Data listing below:
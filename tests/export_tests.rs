use routesmith::{
    export,
    path::{Path, Waypoint},
    schedule::{FrequencySpec, StopTimeBaseline, expand},
    shared::Coordinate,
};

fn sample_path() -> Path {
    Path::new()
        .with(Coordinate::new(0.0, 0.0))
        .with(Coordinate::new(0.0, 1.0))
        .with(Waypoint::new(Coordinate::new(-41.2865, 174.7762)).with_label("Wellington"))
}

fn positions(haystack: &str, needles: &[&str]) -> Vec<usize> {
    needles
        .iter()
        .map(|needle| {
            haystack
                .find(needle)
                .unwrap_or_else(|| panic!("{needle} missing from\n{haystack}"))
        })
        .collect()
}

#[test]
fn delimited_shapes() {
    let path = Path::new()
        .with(Coordinate::new(0.0, 0.0))
        .with(Coordinate::new(0.0, 1.0));
    let records = path.finalize("route-1").unwrap();
    let text = export::to_delimited_shapes(&records).unwrap();
    assert_eq!(
        text,
        "shape_id,shape_pt_lat,shape_pt_lon,shape_pt_sequence,shape_dist_traveled\n\
         route-1,0,0,1,0.0000\n\
         route-1,0,1,2,111.1949\n"
    );
}

#[test]
fn delimited_shapes_keep_decimal_coordinates() {
    let records = sample_path().finalize("r").unwrap();
    let text = export::to_delimited_shapes(&records).unwrap();
    let last = text.lines().last().unwrap();
    assert!(last.starts_with("r,-41.2865,174.7762,3,"), "{last}");
    assert_eq!(text.lines().count(), 4);
}

#[test]
fn track_xml_keeps_waypoint_order() {
    let text = export::to_track_xml(&sample_path(), "Route 1", "Harbour loop").unwrap();
    assert!(text.starts_with("<?xml"));
    assert!(text.contains("<gpx version=\"1.1\""));
    assert!(text.contains("<name>Route 1</name>"));
    assert!(text.contains("<desc>Harbour loop</desc>"));

    let order = positions(
        &text,
        &[
            r#"<trkpt lat="0" lon="0"/>"#,
            r#"<trkpt lat="0" lon="1"/>"#,
            r#"<trkpt lat="-41.2865" lon="174.7762">"#,
        ],
    );
    assert!(order.windows(2).all(|pair| pair[0] < pair[1]));
    assert!(text.contains("<name>Wellington</name>"));
    assert_eq!(text.matches("<trkpt").count(), 3);
}

#[test]
fn track_xml_does_not_deduplicate() {
    let path = Path::new()
        .with(Coordinate::new(1.0, 1.0))
        .with(Coordinate::new(1.0, 1.0));
    let text = export::to_track_xml(&path, "t", "d").unwrap();
    assert_eq!(text.matches(r#"<trkpt lat="1" lon="1"/>"#).count(), 2);
}

#[test]
fn placemark_xml_writes_lon_lat_triples() {
    let text = export::to_placemark_xml(&sample_path(), "Route 1", "Harbour loop").unwrap();
    assert!(text.contains("xmlns=\"http://www.opengis.net/kml/2.2\""));
    assert!(text.contains("<description>Harbour loop</description>"));
    assert!(text.contains("0,0,0 1,0,0 174.7762,-41.2865,0"));
    assert_eq!(text.matches("<Placemark>").count(), 1);
}

#[test]
fn xml_text_is_escaped() {
    let path = Path::new()
        .with(Coordinate::new(0.0, 0.0))
        .with(Coordinate::new(0.0, 1.0));
    let gpx = export::to_track_xml(&path, "Bus & Rail", "<express>").unwrap();
    assert!(gpx.contains("Bus &amp; Rail"));
    assert!(gpx.contains("&lt;express&gt;"));
    let kml = export::to_placemark_xml(&path, "Bus & Rail", "").unwrap();
    assert!(kml.contains("Bus &amp; Rail"));
}

#[test]
fn delimited_stop_times() {
    let baseline = vec![
        StopTimeBaseline::from_hm("S1", "Central, North", "22:00", "22:01").unwrap(),
    ];
    let expanded = expand(&baseline, &FrequencySpec::uniform(60)).unwrap();
    let text = export::to_delimited_stop_times(&expanded).unwrap();
    let lines: Vec<&str> = text.lines().collect();
    assert_eq!(
        lines[0],
        "stop_id,stop_name,weekday,arrival_time,departure_time"
    );
    assert_eq!(lines[1], "S1,\"Central, North\",monday,22:00,22:01");
    assert_eq!(lines[2], "S1,\"Central, North\",monday,23:00,23:01");
    assert_eq!(lines[3], "S1,\"Central, North\",tuesday,22:00,22:01");
    assert_eq!(lines.len(), 1 + 2 * 7);
}
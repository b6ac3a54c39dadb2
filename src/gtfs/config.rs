#[derive(Debug, Clone)]
pub struct Config {
    pub stops_file_name: String,
    pub stop_times_file_name: String,
    pub shapes_file_name: String,
    pub trips_file_name: String,
}

impl Default for Config {
    fn default() -> Self {
        Self {
            stops_file_name: "stops.txt".into(),
            stop_times_file_name: "stop_times.txt".into(),
            shapes_file_name: "shapes.txt".into(),
            trips_file_name: "trips.txt".into(),
        }
    }
}
use std::{sync::Arc, time::Instant};

use tracing::debug;

use crate::{
    Error,
    geocode::GeocodeResult,
    shared::geo::{Coordinate, Distance, cumulative},
};

/// A route needs at least a start and an end.
pub const MIN_ROUTE_POINTS: usize = 2;

#[derive(Debug, Clone, PartialEq)]
pub struct Waypoint {
    pub coordinate: Coordinate,
    /// Display label, e.g. the address a search resolved from.
    pub label: Option<Arc<str>>,
}

impl From<Coordinate> for Waypoint {
    fn from(coordinate: Coordinate) -> Self {
        Self::new(coordinate)
    }
}

impl Waypoint {
    pub fn new(coordinate: Coordinate) -> Self {
        Self {
            coordinate,
            label: None,
        }
    }

    pub fn with_label(mut self, label: impl Into<Arc<str>>) -> Self {
        self.label = Some(label.into());
        self
    }
}

/// One row of a GTFS `shapes.txt`.
#[derive(Debug, Clone, PartialEq)]
pub struct ShapeRecord {
    pub shape_id: Arc<str>,
    /// Contiguous, starting at 1.
    pub sequence: u32,
    pub coordinate: Coordinate,
    pub distance_traveled: Distance,
}

/// An ordered, growable sequence of waypoints describing one route geometry.
///
/// Distances are never cached. Every call to [`Path::finalize`] or [`Path::distances`]
/// recomputes them from the current waypoints, so the path can keep changing between
/// calls.
#[derive(Debug, Clone, Default, PartialEq)]
pub struct Path {
    waypoints: Vec<Waypoint>,
}

impl Path {
    pub fn new() -> Self {
        Default::default()
    }

    pub fn append(&mut self, waypoint: impl Into<Waypoint>) {
        self.waypoints.push(waypoint.into());
    }

    pub fn with(mut self, waypoint: impl Into<Waypoint>) -> Self {
        self.append(waypoint);
        self
    }

    pub fn remove_last(&mut self) -> Result<Waypoint, Error> {
        self.waypoints.pop().ok_or(Error::EmptyPath)
    }

    pub fn clear(&mut self) {
        self.waypoints.clear();
    }

    pub fn waypoints(&self) -> &[Waypoint] {
        &self.waypoints
    }

    pub fn coordinates(&self) -> impl Iterator<Item = &Coordinate> {
        self.waypoints.iter().map(|waypoint| &waypoint.coordinate)
    }

    pub fn len(&self) -> usize {
        self.waypoints.len()
    }

    pub fn is_empty(&self) -> bool {
        self.waypoints.is_empty()
    }

    pub fn distances(&self) -> Vec<Distance> {
        cumulative(self.coordinates())
    }

    pub fn total_distance(&self) -> Distance {
        self.distances().last().copied().unwrap_or_default()
    }

    /// Emits one [`ShapeRecord`] per waypoint, all sharing `shape_id`.
    pub fn finalize(&self, shape_id: impl Into<Arc<str>>) -> Result<Vec<ShapeRecord>, Error> {
        if self.waypoints.len() < MIN_ROUTE_POINTS {
            return Err(Error::InsufficientPoints {
                required: MIN_ROUTE_POINTS,
                found: self.waypoints.len(),
            });
        }
        let now = Instant::now();
        let shape_id = shape_id.into();
        let records: Vec<ShapeRecord> = self
            .waypoints
            .iter()
            .zip(self.distances())
            .enumerate()
            .map(|(i, (waypoint, distance_traveled))| ShapeRecord {
                shape_id: shape_id.clone(),
                sequence: i as u32 + 1,
                coordinate: waypoint.coordinate,
                distance_traveled,
            })
            .collect();
        debug!(
            "Finalizing shape {} with {} points took {:?}",
            shape_id,
            records.len(),
            now.elapsed()
        );
        Ok(records)
    }

    /// Rebuilds a path from stored shape rows. Rows are ordered by sequence first, so the
    /// input may come back from storage in any order.
    pub fn from_shapes<'a, I>(records: I) -> Self
    where
        I: IntoIterator<Item = &'a ShapeRecord>,
    {
        let mut records: Vec<&ShapeRecord> = records.into_iter().collect();
        records.sort_by_key(|record| record.sequence);
        Self {
            waypoints: records
                .into_iter()
                .map(|record| Waypoint::new(record.coordinate))
                .collect(),
        }
    }

    /// Builds a path from geocoded addresses, labelling each waypoint with its address.
    ///
    /// Fails on the first address that did not resolve.
    pub fn from_geocoded(addresses: &[String], results: &[GeocodeResult]) -> Result<Self, Error> {
        let mut path = Self::new();
        for result in results {
            let coordinate = result.coordinate.ok_or(Error::MissingCoordinate {
                index: result.input_index,
            })?;
            let mut waypoint = Waypoint::new(coordinate);
            if let Some(address) = addresses.get(result.input_index) {
                waypoint = waypoint.with_label(address.as_str());
            }
            path.append(waypoint);
        }
        Ok(path)
    }
}

impl FromIterator<Waypoint> for Path {
    fn from_iter<T: IntoIterator<Item = Waypoint>>(iter: T) -> Self {
        Self {
            waypoints: iter.into_iter().collect(),
        }
    }
}

impl FromIterator<Coordinate> for Path {
    fn from_iter<T: IntoIterator<Item = Coordinate>>(iter: T) -> Self {
        iter.into_iter().map(Waypoint::new).collect()
    }
}

#[test]
fn remove_last_on_empty_path() {
    let mut path = Path::new();
    assert_eq!(path.remove_last(), Err(Error::EmptyPath));
}

#[test]
fn finalize_is_repeatable() {
    let mut path: Path = [Coordinate::new(0.0, 0.0), Coordinate::new(0.0, 1.0)]
        .into_iter()
        .collect();
    let first = path.finalize("r1").unwrap();
    assert_eq!(first, path.finalize("r1").unwrap());

    path.append(Coordinate::new(1.0, 1.0));
    let second = path.finalize("r1").unwrap();
    assert_eq!(second.len(), 3);
    assert_eq!(second[..2], first[..]);
}
use routesmith::{Error, shared::Time};

#[test]
fn valid_time_test_1() {
    assert_eq!(Time::from_hm("00:00").unwrap().as_minutes(), 0);
}

#[test]
fn valid_time_test_2() {
    assert_eq!(Time::from_hm("08:02").unwrap().as_minutes(), 482);
}

#[test]
fn valid_time_test_3() {
    assert_eq!(Time::from_hm("23:59").unwrap().as_minutes(), 1439);
}

#[test]
fn valid_time_test_4() {
    assert_eq!(Time::from_hm("7:05").unwrap().as_minutes(), 425);
}

#[test]
fn format_pads_components() {
    assert_eq!(Time::from_minutes(65).to_string(), "01:05");
    assert_eq!(Time::from_minutes(0).to_hm_string(), "00:00");
}

#[test]
fn format_then_parse() {
    for minutes in (0..1440).step_by(7) {
        let time = Time::from_minutes(minutes);
        assert_eq!(Time::from_hm(&time.to_string()).unwrap(), time);
    }
}

#[test]
fn invalid_time_test_1() {
    assert_eq!(
        Time::from_hm("08:0a"),
        Err(Error::MalformedTime("08:0a".to_string()))
    );
}

#[test]
fn invalid_time_test_2() {
    assert!(Time::from_hm("0800").is_err());
}

#[test]
fn invalid_time_test_3() {
    assert!(Time::from_hm("24:00").is_err());
    assert!(Time::from_hm("12:60").is_err());
}

#[test]
fn invalid_time_test_4() {
    assert!(Time::from_hm("").is_err());
    assert!(Time::from_hm("-1:30").is_err());
    assert!(Time::from_hm("08:00:00").is_err());
}
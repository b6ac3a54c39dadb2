mod export;
mod geocode;
mod timetable;
pub use export::*;
pub use geocode::*;
pub use timetable::*;
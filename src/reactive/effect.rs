use std::marker::PhantomData;

use super::runtime::{create_effect_slot, dispose_effect_slot, EffectId};

/// A callback that re-runs whenever a signal it read changes.
///
/// The effect runs once on creation. Dropping it unsubscribes. Its id
/// indexes the runtime of the creating thread, so it cannot leave it:
///
/// ```compile_fail
/// fn assert_send<T: Send>() {}
/// assert_send::<sheet_drag::reactive::Effect>();
/// ```
pub struct Effect {
    id: EffectId,
    _not_send: PhantomData<*const ()>,
}

impl Effect {
    pub fn new<F>(f: F) -> Self
    where
        F: FnMut() + 'static,
    {
        Self {
            id: create_effect_slot(Box::new(f)),
            _not_send: PhantomData,
        }
    }
}

impl Drop for Effect {
    fn drop(&mut self) {
        dispose_effect_slot(self.id);
    }
}

pub fn create_effect<F>(f: F) -> Effect
where
    F: FnMut() + 'static,
{
    Effect::new(f)
}
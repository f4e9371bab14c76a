use super::scroll::is_at_top;
use super::session::{GestureMode, GestureSession};
use crate::surface::ScrollTree;
use crate::thresholds::Thresholds;

/// Decide, once, whether the session drags the sheet or scrolls content.
///
/// Below the drag-start distance nothing is decided. Past it, a downward
/// move with the nested scroll region absent or at its top commits to
/// [`GestureMode::Dragging`]; anything else commits to
/// [`GestureMode::NativeScroll`]. A committed session is returned unchanged.
pub fn resolve_mode<T>(
    session: &mut GestureSession,
    delta_y: f32,
    tree: &T,
    thresholds: &Thresholds,
) -> GestureMode
where
    T: ScrollTree + ?Sized,
{
    if session.mode().is_committed() {
        return session.mode();
    }
    if delta_y.abs() < thresholds.drag_start_distance_px {
        return GestureMode::Undetermined;
    }

    let mode = if delta_y > 0.0 && is_at_top(tree, session.scrollable_ancestor()) {
        GestureMode::Dragging
    } else {
        GestureMode::NativeScroll
    };
    session.commit(mode);
    log::debug!("Gesture committed to {:?} at delta {}", mode, delta_y);
    mode
}

#[cfg(test)]
mod tests {
    use super::*;
    use crate::surface::{MemorySurface, PointerSample, ScrollMetrics};

    fn surface_with_list(scroll_top: f32) -> (MemorySurface, usize) {
        let surface = MemorySurface::new(ScrollMetrics::fixed(600.0));
        let list = surface.add_node(
            0,
            ScrollMetrics::scrolling(400.0, 1600.0).with_scroll_top(scroll_top),
        );
        (surface, list)
    }

    fn begin(ancestor: Option<usize>) -> GestureSession {
        GestureSession::begin(PointerSample::new(300.0, 0.0), ancestor)
    }

    #[test]
    fn test_small_moves_stay_undetermined() {
        let (surface, _) = surface_with_list(0.0);
        let mut session = begin(None);
        let t = Thresholds::DEFAULT;
        for delta in [0.0, 2.0, -4.9, 4.9] {
            assert_eq!(resolve_mode(&mut session, delta, &surface, &t), GestureMode::Undetermined);
        }
        assert_eq!(session.mode(), GestureMode::Undetermined);
    }

    #[test]
    fn test_downward_without_scroll_region_drags() {
        let (surface, _) = surface_with_list(0.0);
        let mut session = begin(None);
        assert_eq!(
            resolve_mode(&mut session, 5.0, &surface, &Thresholds::DEFAULT),
            GestureMode::Dragging
        );
    }

    #[test]
    fn test_downward_at_top_of_list_drags() {
        let (surface, list) = surface_with_list(0.0);
        let mut session = begin(Some(list));
        assert_eq!(
            resolve_mode(&mut session, 12.0, &surface, &Thresholds::DEFAULT),
            GestureMode::Dragging
        );
    }

    #[test]
    fn test_downward_in_scrolled_list_delegates() {
        let (surface, list) = surface_with_list(40.0);
        let mut session = begin(Some(list));
        assert_eq!(
            resolve_mode(&mut session, 12.0, &surface, &Thresholds::DEFAULT),
            GestureMode::NativeScroll
        );
    }

    #[test]
    fn test_upward_always_delegates() {
        let (surface, _) = surface_with_list(0.0);
        let mut session = begin(None);
        assert_eq!(
            resolve_mode(&mut session, -8.0, &surface, &Thresholds::DEFAULT),
            GestureMode::NativeScroll
        );
    }

    #[test]
    fn test_decision_is_final() {
        let (surface, list) = surface_with_list(40.0);
        let mut session = begin(Some(list));
        let t = Thresholds::DEFAULT;
        assert_eq!(resolve_mode(&mut session, 20.0, &surface, &t), GestureMode::NativeScroll);

        // The list reaching its top later does not turn the gesture into a drag
        surface.set_scroll_top(list, 0.0);
        for delta in [30.0, 120.0, 400.0] {
            assert_eq!(resolve_mode(&mut session, delta, &surface, &t), GestureMode::NativeScroll);
        }
    }
}
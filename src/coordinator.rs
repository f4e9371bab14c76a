//! Presentation state machine for a sheet.
//!
//! ```text
//! Idle ──drag commits──▶ Dragging ──Close──▶ Closing ──timer──▶ (on_close) ─▶ Idle
//!                           │
//!                           └──SnapBack──▶ SnappingBack ──timer──▶ Idle
//! ```
//!
//! Any state returns to `Idle` on [`reset`](AnimationCoordinator::reset),
//! which also cancels the pending timer. Every scheduled timer carries a
//! generation number; a completion whose generation is not the pending one
//! is stale and ignored, so a timer can never complete an animation it did
//! not start.

use crate::gesture::DismissDecision;
use crate::thresholds::Thresholds;
use crate::timer::{TimerFacility, TimerHandle};

/// Exactly one of these holds for a sheet at any time.
#[derive(Debug, Clone, Copy, PartialEq, Eq, Default)]
pub enum AnimationState {
    #[default]
    Idle,
    Dragging,
    SnappingBack,
    Closing,
}

/// A timed animation that has run to completion.
#[derive(Debug, Clone, Copy, PartialEq, Eq)]
pub enum Completion {
    /// The slide-out finished; the caller must invoke the dismissal
    /// callback and then [`finish_close`](AnimationCoordinator::finish_close)
    Closed,
    /// The sheet is back at rest
    SnappedBack,
}

#[derive(Debug, Clone, Copy)]
struct PendingAnimation {
    handle: TimerHandle,
    generation: u64,
}

#[derive(Debug)]
pub struct AnimationCoordinator {
    state: AnimationState,
    offset_px: f32,
    pending: Option<PendingAnimation>,
    generation: u64,
    close_animation_ms: u32,
    snapback_animation_ms: u32,
}

impl AnimationCoordinator {
    pub fn new(thresholds: &Thresholds) -> Self {
        Self {
            state: AnimationState::Idle,
            offset_px: 0.0,
            pending: None,
            generation: 0,
            close_animation_ms: thresholds.close_animation_ms,
            snapback_animation_ms: thresholds.snapback_animation_ms,
        }
    }

    pub fn state(&self) -> AnimationState {
        self.state
    }

    pub fn offset_px(&self) -> f32 {
        self.offset_px
    }

    pub fn has_pending_animation(&self) -> bool {
        self.pending.is_some()
    }

    /// `Idle -> Dragging`. Returns false from any other state.
    pub fn begin_drag(&mut self, offset_px: f32) -> bool {
        if self.state != AnimationState::Idle {
            log::debug!("Drag start ignored in {:?}", self.state);
            return false;
        }
        self.state = AnimationState::Dragging;
        self.offset_px = offset_px.max(0.0);
        true
    }

    /// Follow the finger. Only meaningful while dragging.
    pub fn drag_to(&mut self, offset_px: f32) {
        if self.state == AnimationState::Dragging {
            self.offset_px = offset_px.max(0.0);
        }
    }

    /// Settle a released drag and schedule its completion.
    ///
    /// `on_complete` receives the generation to pass back to
    /// [`complete`](Self::complete) when the timer fires. Returns false (and
    /// schedules nothing) unless the sheet is dragging.
    pub fn settle<F>(&mut self, decision: DismissDecision, timers: &dyn TimerFacility, on_complete: F) -> bool
    where
        F: FnOnce(u64) + 'static,
    {
        if self.state != AnimationState::Dragging {
            log::debug!("Settle {:?} ignored in {:?}", decision, self.state);
            return false;
        }

        let duration_ms = match decision {
            DismissDecision::Close => {
                self.state = AnimationState::Closing;
                self.close_animation_ms
            }
            DismissDecision::SnapBack => {
                self.state = AnimationState::SnappingBack;
                self.offset_px = 0.0;
                self.snapback_animation_ms
            }
        };

        self.generation += 1;
        let generation = self.generation;
        let handle = timers.schedule(duration_ms, Box::new(move || on_complete(generation)));
        self.pending = Some(PendingAnimation { handle, generation });
        true
    }

    /// Handle a timer firing. Returns `None` for stale or cancelled timers.
    pub fn complete(&mut self, generation: u64) -> Option<Completion> {
        match self.pending {
            Some(pending) if pending.generation == generation => {}
            _ => {
                log::debug!("Ignoring stale animation completion {}", generation);
                return None;
            }
        }
        self.pending = None;

        match self.state {
            AnimationState::Closing => Some(Completion::Closed),
            AnimationState::SnappingBack => {
                self.state = AnimationState::Idle;
                self.offset_px = 0.0;
                Some(Completion::SnappedBack)
            }
            AnimationState::Idle | AnimationState::Dragging => None,
        }
    }

    /// `Closing -> Idle` once the dismissal callback has run.
    pub fn finish_close(&mut self) {
        if self.state == AnimationState::Closing {
            self.state = AnimationState::Idle;
            self.offset_px = 0.0;
        }
    }

    /// Cancel any pending animation and return to rest.
    pub fn reset(&mut self, timers: &dyn TimerFacility) {
        if let Some(pending) = self.pending.take() {
            timers.cancel(pending.handle);
            log::debug!("Cancelled pending animation in {:?}", self.state);
        }
        self.state = AnimationState::Idle;
        self.offset_px = 0.0;
    }
}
End of Data listing.
Exercise description: Gather from the entries above all lines that include the string "Wellington".

Written answer:
        .with(Waypoint::new(Coordinate::new(-41.2865, 174.7762)).with_label("Wellington"))
    assert!(text.contains("<name>Wellington</name>"));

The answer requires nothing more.